Speaking generally, Buck said the town maintains written policies and procedures for standards of employee conduct in an employee handbook.
“Employees are encouraged to seek the aid of their immediate supervisor if they are having a problem,” Buck said. “Karen Cioffi, our human resources director, is also available to meet with any employee to address issues, whether or not they have first sought assistance from a supervisor.”
Cioffi did not return a telephone message seeking comment for this story.
Buck, who was appointed interim town manager on Aug. 5 and later was named to the position on a permanent basis, said in an emailed statement she maintains an open-door policy “to help employees, and I am available to offer support, intervention and, if warranted, will warn or reprimand an employee for unacceptable behavior. A professional workplace environment that encourages our employees to achieve their career goals, while at the same time providing exceptional service to our residents, is our primary concern.”
State Sen. Frank Ciccone III, who works as business manager for Local 808, the union that represents general government workers and school employees in Westerly, said that while he had heard of dissatisfaction among some Town Hall workers, the union had not received any formal complaints.
Christina and Boeglin were classified as administrative employees, and as a result were not represented by the union.
A third employee, who served as payroll and benefits coordinator, also left the finance department during Lathrop’s tenure. That employee did not return several messages seeking comment.
“It was also no coincidence that our longtime payroll and benefits coordinator chose to leave her job recently,” Christina wrote.
Town Council President Diana Serra said she referred Christina’s letter to former Town Manager Steven Hartford, who resigned the next day.
“That is not our place; it’s up to the manager,” Serra said.
Another employee, writing a few days after the council received Christina’s letter, praised Lathrop, Serra said.
“He was creative and brought solutions to problems. I wish him the best,” Serra said of Lathrop.
Town Councilor Andrew Gencarelli, when asked about Christina’s letter, said “it rings a bell. I remember reading that, but I don’t remember anything further.” Gencarelli said Lathrop had “been good for Westerly,” helping to collect overdue taxes and providing sound input on the town’s fiscal condition.
Councilor Jack Carson said he did not “recall completely getting a copy” of the letter. He also praised Lathrop, saying his accomplishments went far beyond collecting overdue taxes to include development of an employee wellness program designed to save the town money on its health insurance costs, and refinancing loans.

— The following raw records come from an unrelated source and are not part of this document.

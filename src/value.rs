//! Per-event value synthesis.
//!
//! Binary types (`EV_KEY`, `EV_SW`) only ever see `0` or `1`: a press/release or
//! on/off state a real consumer can't reject outright. Every other type gets a
//! modest bounded integer, enough to exercise clamping and threshold logic without
//! per-axis calibration.

use crate::codes::EventType;
use rand::Rng;

/// Exclusive upper bound for values of non-binary types.
pub const DEFAULT_VALUE_BOUND: i32 = 50;

/// Pick a value for an event of `event_type`, using [`DEFAULT_VALUE_BOUND`].
pub fn synthesize_value<R: Rng + ?Sized>(event_type: EventType, rng: &mut R) -> i32 {
    synthesize_bounded(event_type, DEFAULT_VALUE_BOUND, rng)
}

/// Pick a value: `{0, 1}` for binary types, `[0, bound)` otherwise.
///
/// `bound` must be positive; non-positive bounds collapse to `0`.
pub fn synthesize_bounded<R: Rng + ?Sized>(event_type: EventType, bound: i32, rng: &mut R) -> i32 {
    if event_type.is_binary() {
        rng.gen_range(0..=1)
    } else if bound > 0 {
        rng.gen_range(0..bound)
    } else {
        0
    }
}

#[cfg(test)]
mod tests {
    use super::*;
    use rand::rngs::StdRng;
    use rand::SeedableRng;

    #[test]
    fn binary_types_stay_binary() {
        let mut rng = StdRng::seed_from_u64(7);
        for _ in 0..500 {
            assert!(matches!(synthesize_value(EventType::KEY, &mut rng), 0 | 1));
            assert!(matches!(synthesize_value(EventType::SWITCH, &mut rng), 0 | 1));
        }
    }

    #[test]
    fn other_types_stay_below_bound() {
        let mut rng = StdRng::seed_from_u64(11);
        let mut seen_nonbinary = false;
        for _ in 0..500 {
            let v = synthesize_value(EventType::ABSOLUTE, &mut rng);
            assert!((0..DEFAULT_VALUE_BOUND).contains(&v));
            seen_nonbinary |= v > 1;
        }
        assert!(seen_nonbinary);
    }

    #[test]
    fn custom_bound_is_respected() {
        let mut rng = StdRng::seed_from_u64(3);
        for _ in 0..200 {
            assert!((0..5).contains(&synthesize_bounded(EventType::RELATIVE, 5, &mut rng)));
        }
        assert_eq!(synthesize_bounded(EventType::MISC, 0, &mut rng), 0);
    }
}
//! Randomized device capability sets.
//!
//! A [`CapabilitySet`] is everything a synthetic device declares: its name, the
//! `(type, code)` pairs it can emit, and an absolute range for every `EV_ABS` code.
//! [`CapabilitySet::generate`] draws a fresh one per fuzzing iteration.
//!
//! # Invariants
//! - Every pair is legal: `code <= max_code(type)`.
//! - `EV_SYN` is never a capability; the stream adds the frame terminator itself.
//! - Pairs are kept in ascending `(type, code)` order, so iteration is deterministic.
//! - A generated set is never empty.
//!
//! The set is immutable once generated; the harness drops it (and the device built
//! from it) at the end of the iteration.

use crate::codes::EventType;
use crate::event::Capability;
use rand::Rng;
use serde::{Deserialize, Serialize};
use std::collections::{BTreeMap, BTreeSet};

/// Default upper bound of capabilities requested per device.
pub const DEFAULT_MAX_CAPABILITIES: u32 = 64;

/// Range attached to every absolute-axis capability.
#[derive(Clone, Copy, Debug, PartialEq, Eq, Serialize, Deserialize)]
pub struct AbsRange {
    pub minimum: i32,
    pub maximum: i32,
}

impl Default for AbsRange {
    fn default() -> Self {
        Self {
            minimum: 0,
            maximum: 100,
        }
    }
}

/// Knobs for [`CapabilitySet::generate`].
#[derive(Clone, Copy, Debug, PartialEq, Eq)]
pub struct CapabilityLimits {
    /// The requested capability count is drawn from `[1, max_capabilities]`.
    pub max_capabilities: u32,
    /// Range given to every `EV_ABS` code.
    pub abs_range: AbsRange,
}

impl Default for CapabilityLimits {
    fn default() -> Self {
        Self {
            max_capabilities: DEFAULT_MAX_CAPABILITIES,
            abs_range: AbsRange::default(),
        }
    }
}

/// Declared abilities of a synthetic device.
#[derive(Clone, Debug, Default, PartialEq, Eq, Serialize, Deserialize)]
pub struct CapabilitySet {
    name: String,
    capabilities: BTreeSet<Capability>,
    ranged: BTreeMap<u16, AbsRange>,
}

impl CapabilitySet {
    /// Empty set with the given display name.
    pub fn new(name: impl Into<String>) -> Self {
        Self {
            name: name.into(),
            ..Self::default()
        }
    }

    /// Draw a random, non-empty capability set.
    ///
    /// Picks a target count in `[1, limits.max_capabilities]`, then keeps drawing
    /// `(type, code)` pairs until that many have been registered. Types without a code
    /// range (and `EV_REP`, which has nothing to fuzz) are redrawn without using up a
    /// slot. Duplicate draws are idempotent, so the final count may be lower than the
    /// target but never zero.
    ///
    /// There is no error path: the loop only ends by registering pairs. The legal
    /// type space is small and dense, so in practice it ends quickly.
    pub fn generate<R: Rng + ?Sized>(
        name: impl Into<String>,
        limits: &CapabilityLimits,
        rng: &mut R,
    ) -> Self {
        let mut set = Self::new(name);
        debug_assert!(!set.name.is_empty(), "device name must not be empty");

        let mut nbits = rng.gen_range(1..=limits.max_capabilities.max(1));
        while nbits > 0 {
            // 1..=EV_MAX: EV_SYN is never a capability.
            let event_type = EventType(rng.gen_range(1..=EventType::MAX.0));
            if event_type == EventType::REPEAT {
                continue;
            }
            let Some(max) = event_type.max_code() else {
                continue;
            };
            let code = rng.gen_range(0..=max);

            let range = event_type.is_ranged().then_some(limits.abs_range);
            set.enable(event_type, code, range);
            nbits -= 1;
        }
        set
    }

    /// Register `(event_type, code)`; re-registering is harmless.
    ///
    /// `range` is recorded for `EV_ABS` codes and ignored for every other type. An
    /// `EV_ABS` code registered without a range gets [`AbsRange::default`].
    ///
    /// Returns `false` (and changes nothing) if the pair is illegal or `EV_SYN`.
    pub fn enable(&mut self, event_type: EventType, code: u16, range: Option<AbsRange>) -> bool {
        if event_type == EventType::SYNCHRONIZATION || !event_type.is_legal_code(code) {
            return false;
        }
        self.capabilities.insert(Capability::new(event_type, code));
        if event_type.is_ranged() {
            self.ranged.insert(code, range.unwrap_or_default());
        }
        true
    }

    pub fn name(&self) -> &str {
        &self.name
    }

    pub fn len(&self) -> usize {
        self.capabilities.len()
    }

    pub fn is_empty(&self) -> bool {
        self.capabilities.is_empty()
    }

    pub fn has(&self, event_type: EventType, code: u16) -> bool {
        self.capabilities.contains(&Capability::new(event_type, code))
    }

    pub fn has_type(&self, event_type: EventType) -> bool {
        self.codes(event_type).next().is_some()
    }

    /// All capabilities in ascending `(type, code)` order.
    pub fn iter(&self) -> impl Iterator<Item = &Capability> + '_ {
        self.capabilities.iter()
    }

    /// Declared codes of one type, ascending.
    pub fn codes(&self, event_type: EventType) -> impl Iterator<Item = u16> + '_ {
        self.capabilities
            .range(Capability::new(event_type, 0)..=Capability::new(event_type, u16::MAX))
            .map(|cap| cap.code)
    }

    /// Distinct declared types, ascending.
    pub fn types(&self) -> Vec<EventType> {
        let mut types: Vec<EventType> = self.capabilities.iter().map(|c| c.event_type).collect();
        types.dedup();
        types
    }

    /// Range of an `EV_ABS` code, if declared.
    pub fn abs_range(&self, code: u16) -> Option<AbsRange> {
        self.ranged.get(&code).copied()
    }

    /// Declared absolute axes and their ranges, ascending by code.
    pub fn ranged_codes(&self) -> impl Iterator<Item = (u16, AbsRange)> + '_ {
        self.ranged.iter().map(|(&code, &range)| (code, range))
    }

    /// Flattened pair list, ascending.
    pub fn to_vec(&self) -> Vec<Capability> {
        self.capabilities.iter().copied().collect()
    }

    /// Copy of the set keeping only the types `keep` accepts. Absolute ranges go
    /// with their `EV_ABS` codes.
    pub fn retain_types(&self, keep: impl Fn(EventType) -> bool) -> Self {
        let capabilities: BTreeSet<Capability> = self
            .capabilities
            .iter()
            .filter(|cap| keep(cap.event_type))
            .copied()
            .collect();
        let ranged = if keep(EventType::ABSOLUTE) {
            self.ranged.clone()
        } else {
            BTreeMap::new()
        };
        Self {
            name: self.name.clone(),
            capabilities,
            ranged,
        }
    }
}

#[cfg(test)]
mod tests {
    use super::*;
    use rand::rngs::mock::StepRng;
    use rand::rngs::StdRng;
    use rand::SeedableRng;

    #[test]
    fn retain_types_drops_codes_and_ranges() {
        let mut set = CapabilitySet::new("dev");
        set.enable(EventType::KEY, 1, None);
        set.enable(EventType::LED, 0, None);
        set.enable(EventType::ABSOLUTE, 2, Some(AbsRange { minimum: -5, maximum: 5 }));

        let keys = set.retain_types(|ty| ty == EventType::KEY);
        assert_eq!(keys.name(), "dev");
        assert_eq!(keys.to_vec(), vec![Capability::new(EventType::KEY, 1)]);
        assert_eq!(keys.ranged_codes().count(), 0);

        let no_leds = set.retain_types(|ty| ty != EventType::LED);
        assert_eq!(no_leds.len(), 2);
        assert_eq!(no_leds.abs_range(2), Some(AbsRange { minimum: -5, maximum: 5 }));
        assert!(!no_leds.has_type(EventType::LED));
    }

    #[test]
    fn enable_rejects_sync_and_out_of_range_codes() {
        let mut set = CapabilitySet::new("dev");
        assert!(!set.enable(EventType::SYNCHRONIZATION, 0, None));
        assert!(!set.enable(EventType::KEY, 0x300, None));
        assert!(!set.enable(EventType::POWER, 0, None));
        assert!(set.is_empty());

        assert!(set.enable(EventType::KEY, 0x2ff, None));
        assert!(set.enable(EventType::KEY, 0x2ff, None));
        assert_eq!(set.len(), 1);
    }

    #[test]
    fn abs_codes_carry_a_range() {
        let mut set = CapabilitySet::new("dev");
        set.enable(EventType::ABSOLUTE, 0, Some(AbsRange { minimum: -5, maximum: 5 }));
        set.enable(EventType::ABSOLUTE, 1, None);
        set.enable(EventType::RELATIVE, 0, Some(AbsRange { minimum: -5, maximum: 5 }));

        assert_eq!(set.abs_range(0), Some(AbsRange { minimum: -5, maximum: 5 }));
        assert_eq!(set.abs_range(1), Some(AbsRange::default()));
        assert_eq!(set.ranged_codes().count(), 2);
    }

    #[test]
    fn iteration_is_ascending_by_type_then_code() {
        let mut set = CapabilitySet::new("dev");
        set.enable(EventType::SWITCH, 3, None);
        set.enable(EventType::KEY, 40, None);
        set.enable(EventType::KEY, 2, None);
        set.enable(EventType::ABSOLUTE, 7, None);

        let flat = set.to_vec();
        let mut sorted = flat.clone();
        sorted.sort();
        assert_eq!(flat, sorted);
        assert_eq!(
            set.types(),
            vec![EventType::KEY, EventType::ABSOLUTE, EventType::SWITCH]
        );
        assert_eq!(set.codes(EventType::KEY).collect::<Vec<_>>(), vec![2, 40]);
        assert!(set.has_type(EventType::SWITCH));
        assert!(!set.has_type(EventType::LED));
    }

    #[test]
    fn generated_sets_are_legal_and_bounded() {
        let limits = CapabilityLimits::default();
        let mut rng = StdRng::seed_from_u64(0xfeed);
        for i in 0..200 {
            let set = CapabilitySet::generate(format!("fuzzy device {i}"), &limits, &mut rng);
            assert!((1..=64).contains(&set.len()), "count {}", set.len());
            for cap in set.iter() {
                assert_ne!(cap.event_type, EventType::SYNCHRONIZATION);
                assert_ne!(cap.event_type, EventType::REPEAT);
                assert!(cap.event_type.is_legal_code(cap.code));
            }
            for (code, range) in set.ranged_codes() {
                assert!(set.has(EventType::ABSOLUTE, code));
                assert_eq!(range, AbsRange { minimum: 0, maximum: 100 });
            }
        }
    }

    #[test]
    fn constant_rng_still_yields_a_capability() {
        // Every draw lands on the low end: one EV_KEY code 0 registration.
        let mut rng = StepRng::new(0, 0);
        let set = CapabilitySet::generate("fuzzy device 0", &CapabilityLimits::default(), &mut rng);
        assert_eq!(set.len(), 1);
        assert!(set.has(EventType::KEY, 0));
    }

    #[test]
    fn same_seed_same_set() {
        let limits = CapabilityLimits::default();
        let a = CapabilitySet::generate("d", &limits, &mut StdRng::seed_from_u64(99));
        let b = CapabilitySet::generate("d", &limits, &mut StdRng::seed_from_u64(99));
        assert_eq!(a, b);
    }
}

“A lot of this goes unnoticed and may have been underreported,” Carson said. “He kept us on a sound fiscal course and was an exemplary finance director. He’ll be missed. He did very fine work.”
Carson speculated that some employees might have become uncomfortable with having a new boss who implemented new procedures. Councilor Patricia Douglas had a similar take.
“When you have someone you hire that is really brilliant and they have a certain work ethic, they want everyone else to have one, too,” Douglas said. “He may have made some decisions that weren’t popular, and maybe that made him not popular, but that doesn’t mean those weren’t acceptable decisions.”
Douglas called Lathrop an exceptional employee and said a number of employees in Town Hall “like and enjoy working with Jim Lathrop.”
The Sun obtained Christina’s letter last week after the town refused to release it earlier this month, saying the state Access to Public Records Act exempts from disclosure certain correspondence to elected officials. Specifically, the town referred to the following section of the Act as grounds for not releasing the letter: “Correspondence of or to elected officials with or relating to those they represent and correspondence of or to elected officials in their official capacities.”